The demon bounded across the floor after him, its claws rasping on the stone. Its sinuous body flattened
itself, and as Godwin shrieked and fought to push it away, it crawled on top of him. Its oily black fur brushed over his skin. It pressed its ever-increasing weight down on his chest until he was fighting for breath. It fastened itself on his face, the wet snout pressing against his nose, as its four long canine teeth flashed like daggers. Its hot, purple tongue flicked over Godwin’s lips,
pushing between them, filling his mouth. Its foul breath seared his lungs. He tried to scream one last time, but the only sound that emerged was the strangled gurgle of his final breath.

Leonia slipped the little golden boar’s head back into her purse and, turning her head, gazed out over the valley below. One by one the tiny ruby and gold lights of cottage fires and candles were going out and
darkness was flowing in like the drowning tide.

It would be three days before an urchin, hiding from his tormenters, found Godwin’s body in the cave. The discovery of a corpse, he knew, would transform his position in the gang from runt to hero. Gleefully he called them to come and look. They scrambled over the edge, threatening to throw him off the cliff if this was another of his hoaxes. But
their sneers and jeers died away as they caught sight of the man lying on the floor of the cave. Four neat holes had been punched through the coarse cloth of his robe, from which four streams of blackened blood had run to pool beneath him, staining red the fragments of bone on which he lay. The man’s twisted mouth was wide open, as if his life had been severed in a scream and in his staring eyes
was an expression of pure terror. That look so unnerved the boys that not even a double-dare would induce any of the little gang to touch the corpse, in case the stump of his arm should come to life and strike them dead.

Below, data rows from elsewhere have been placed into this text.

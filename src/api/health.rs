//! Health check endpoints

use axum::{extract::State, Json};
use serde::Serialize;
use utoipa::ToSchema;

use crate::{error::AppResult, AppState};

#[derive(Serialize, ToSchema)]
pub struct HealthResponse {
    /// Current status of the service
    pub status: String,
    /// Version of the service
    pub version: String,
}

/// Health check endpoint
#[utoipa::path(
    get,
    path = "/health",
    tag = "health",
    responses(
        (status = 200, description = "Service is healthy", body = HealthResponse)
    )
)]
pub async fn health_check() -> Json<HealthResponse> {
    Json(HealthResponse {
        status: "healthy".to_string(),
        version: env!("CARGO_PKG_VERSION").to_string(),
    })
}

/// Readiness check endpoint (checks that the store answers)
#[utoipa::path(
    get,
    path = "/ready",
    tag = "health",
    responses(
        (status = 200, description = "Service is ready", body = HealthResponse),
        (status = 500, description = "Store unreachable", body = crate::error::ErrorResponse)
    )
)]
pub async fn readiness_check(State(state): State<AppState>) -> AppResult<Json<HealthResponse>> {
    state.services.context().store.ping().await?;
    Ok(Json(HealthResponse {
        status: "ready".to_string(),
        version: env!("CARGO_PKG_VERSION").to_string(),
    }))
}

For the adults, however, the death of a nameless vagabond in a stinking cave was hardly worth investigating. The deputy sheriff, to whom the matter was reported, summoned the
coroner, as he was legally obliged to do. A dozen sullen citizens were rounded up and coerced into acting as jury, but all were anxious to get the whole matter over as quickly as possible and cursed the corpse for putting them to such trouble.

The four puncture wounds in the chest of the cadaver stirred a vague memory in the coroner’s mind. He was sure he’d seen something like it on another corpse,
but since he was forced to examine bodies all over the county, he couldn’t remember where he’d seen that pattern before.

The deputy sheriff was absolutely certain where he’d seen similar marks.

‘Remember that merchant’s son,’ he murmured, sidling up to the coroner, ‘the one they fished out of the Braytheforde? You reckoned his wounds to have been made by a quant or an anchor. But it looks like
you was wrong about that, wasn’t you, Master Coroner?’ he added, with malicious glee. ‘This couldn’t be a ship’s anchor, could it, not on dry land and way up here?’

The coroner swore under his breath. He did recall the other corpse now, but the deaths of a merchant’s drunken son and a begging friar could hardly be connected, especially after all these months, and he had no intention of being
made to look an incompetent fool. Discreetly he opened the purse hanging from his belt. Gold has many great attributes, not least the power to miraculously erase a man’s memory.

‘It would appear,’ the coroner said loudly, addressing the jury men, ‘that someone repeatedly stabbed this unfortunate man or he stabbed himself in a frenzy and flung the weapon over the edge of the cliff.’

The deputy-sheriff
gave him a conspiratorial wink and fingered the coins in his palm.

But there was still the mystery of the noose found lying beside the corpse. Had someone tried to throttle him, or had he come to the cliff-face with every intention of hanging himself and failed to find a suitable tree? Either way, there was little point in anyone wasting any more time or money pursuing the matter. The most pressing
problem now was what to do with the body, for if there was any chance it was self-murder, it could not be accorded a burial on consecrated ground. They debated the matter earnestly and concluded that since the deceased was found, hermit-like, in a cave, dressed as a Friar of the Sack, whom everyone knew took religious zeal to the point of madness, the safest course was simply to wall him up
in the cave in which he’d died and leave God and the devil to fight it out over his soul.

Chapter 72

If a skull be removed from the place where it rests, death and disaster shall follow till it be restored.

Lincoln

Welcome to the kingdom of the dead, Godwin, welcome to my kingdom.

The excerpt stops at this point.